Addition and intersection of linear time-invariant behaviors

TL;DR

This paper introduces new definitions and analysis of addition and intersection operations for linear time-invariant systems within the behavioral framework, providing algorithms and duality properties.

Contribution

It generalizes the intersection concept to open systems, characterizes the complexity relations, and develops computational algorithms for these operations.

Findings

Characterization of complexity relations between sum and intersection systems

Algorithms for kernel and image representations of combined systems

Duality property linking addition and intersection operations

Abstract

We define and analyze the operations of addition and intersection of linear time-invariant systems in the behavioral setting, where systems are viewed as sets of trajectories rather than input-output maps. The classical definition of addition of input-output systems is addition of the outputs with the inputs being equal. In the behavioral setting, addition of systems is defined as addition of all variables.
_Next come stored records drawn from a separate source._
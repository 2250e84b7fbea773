//! Форматирование чисел с фиксированным числом знаков

/// Дробных знаков достаточно для точной записи любого f64
const EXACT_FRACTION_DIGITS: usize = 1080;

/// Округляет до `decimals` знаков после точки, половину от нуля.
///
/// `format!("{:.N}")` при точной половине округляет к чётному, браузер
/// (`Number::toFixed`) вверх. Здесь поведение браузера: 0.53125 → "0.5313".
pub fn format_fixed(value: f64, decimals: usize) -> String {
    let nearest = format!("{:.*}", decimals, value);

    // полное десятичное разложение f64 короче EXACT_FRACTION_DIGITS знаков
    let exact = format!("{:.*}", EXACT_FRACTION_DIGITS, value);
    let Some((integer, fraction)) = exact.split_once('.') else {
        return nearest;
    };
    let (kept, rest) = fraction.split_at(decimals.min(fraction.len()));
    let is_exact_tie = rest.starts_with('5') && rest[1..].bytes().all(|b| b == b'0');
    if !is_exact_tie {
        return nearest;
    }

    if kept.is_empty() {
        increment_last_digit(integer)
    } else {
        increment_last_digit(&format!("{}.{}", integer, kept))
    }
}

/// Прибавляет единицу к последнему разряду модуля десятичной строки
fn increment_last_digit(number: &str) -> String {
    let mut digits: Vec<char> = number.chars().collect();
    let mut carry = true;

    for c in digits.iter_mut().rev() {
        if !carry {
            break;
        }
        match c.to_digit(10) {
            Some(9) => *c = '0',
            Some(d) => {
                *c = char::from_digit(d + 1, 10).unwrap_or('0');
                carry = false;
            }
            // точка и знак пропускаются
            None => {}
        }
    }

    let mut result: String = digits.into_iter().collect();
    if carry {
        let sign_len = usize::from(result.starts_with('-'));
        result.insert(sign_len, '1');
    }
    result
}

#[cfg(test)]
mod tests {
    use super::*;

    #[test]
    fn test_exact_ties_round_up() {
        assert_eq!(format_fixed(0.53125, 4), "0.5313");
        assert_eq!(format_fixed(53.125, 2), "53.13");
        assert_eq!(format_fixed(0.125, 2), "0.13");
        assert_eq!(format_fixed(2.5, 0), "3");
    }

    #[test]
    fn test_ties_with_odd_digit_unchanged() {
        assert_eq!(format_fixed(0.375, 2), "0.38");
        assert_eq!(format_fixed(1.5, 0), "2");
    }

    #[test]
    fn test_tie_carries_into_integer_part() {
        assert_eq!(format_fixed(99.875, 2), "99.88");
        assert_eq!(format_fixed(0.9375, 3), "0.938");
        assert_eq!(format_fixed(9.5, 0), "10");
        assert_eq!(format_fixed(99.5, 0), "100");
        assert_eq!(format_fixed(0.96875, 4), "0.9688");
    }

    #[test]
    fn test_inexact_values_use_nearest() {
        // 1.005 и 99.995 хранятся чуть меньше половины
        assert_eq!(format_fixed(1.005, 2), "1.00");
        assert_eq!(format_fixed(99.995, 2), "99.99");
        assert_eq!(format_fixed(0.8734, 4), "0.8734");
        assert_eq!(format_fixed(87.34, 2), "87.34");
        assert_eq!(format_fixed(15.0, 2), "15.00");
    }

    #[test]
    fn test_negative_tie_rounds_away_from_zero() {
        assert_eq!(format_fixed(-2.5, 0), "-3");
        assert_eq!(format_fixed(-0.125, 2), "-0.13");
    }
}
Intersection of linear time-invariant systems was considered before only for the autonomous case in the context of "common dynamics" estimation. We generalize the notion of common dynamics to open systems (systems with inputs) as intersection of behaviors. This is done by proposing trajectory-based definitions. The main results of the paper are 1) characterization of the link between the complexities (number of inputs and order) of the sum and intersection systems, 2) algorithms for computing their kernel and image representations and 3) a duality property of the two operations. Our approach combines polynomial and numerical linear algebra computations.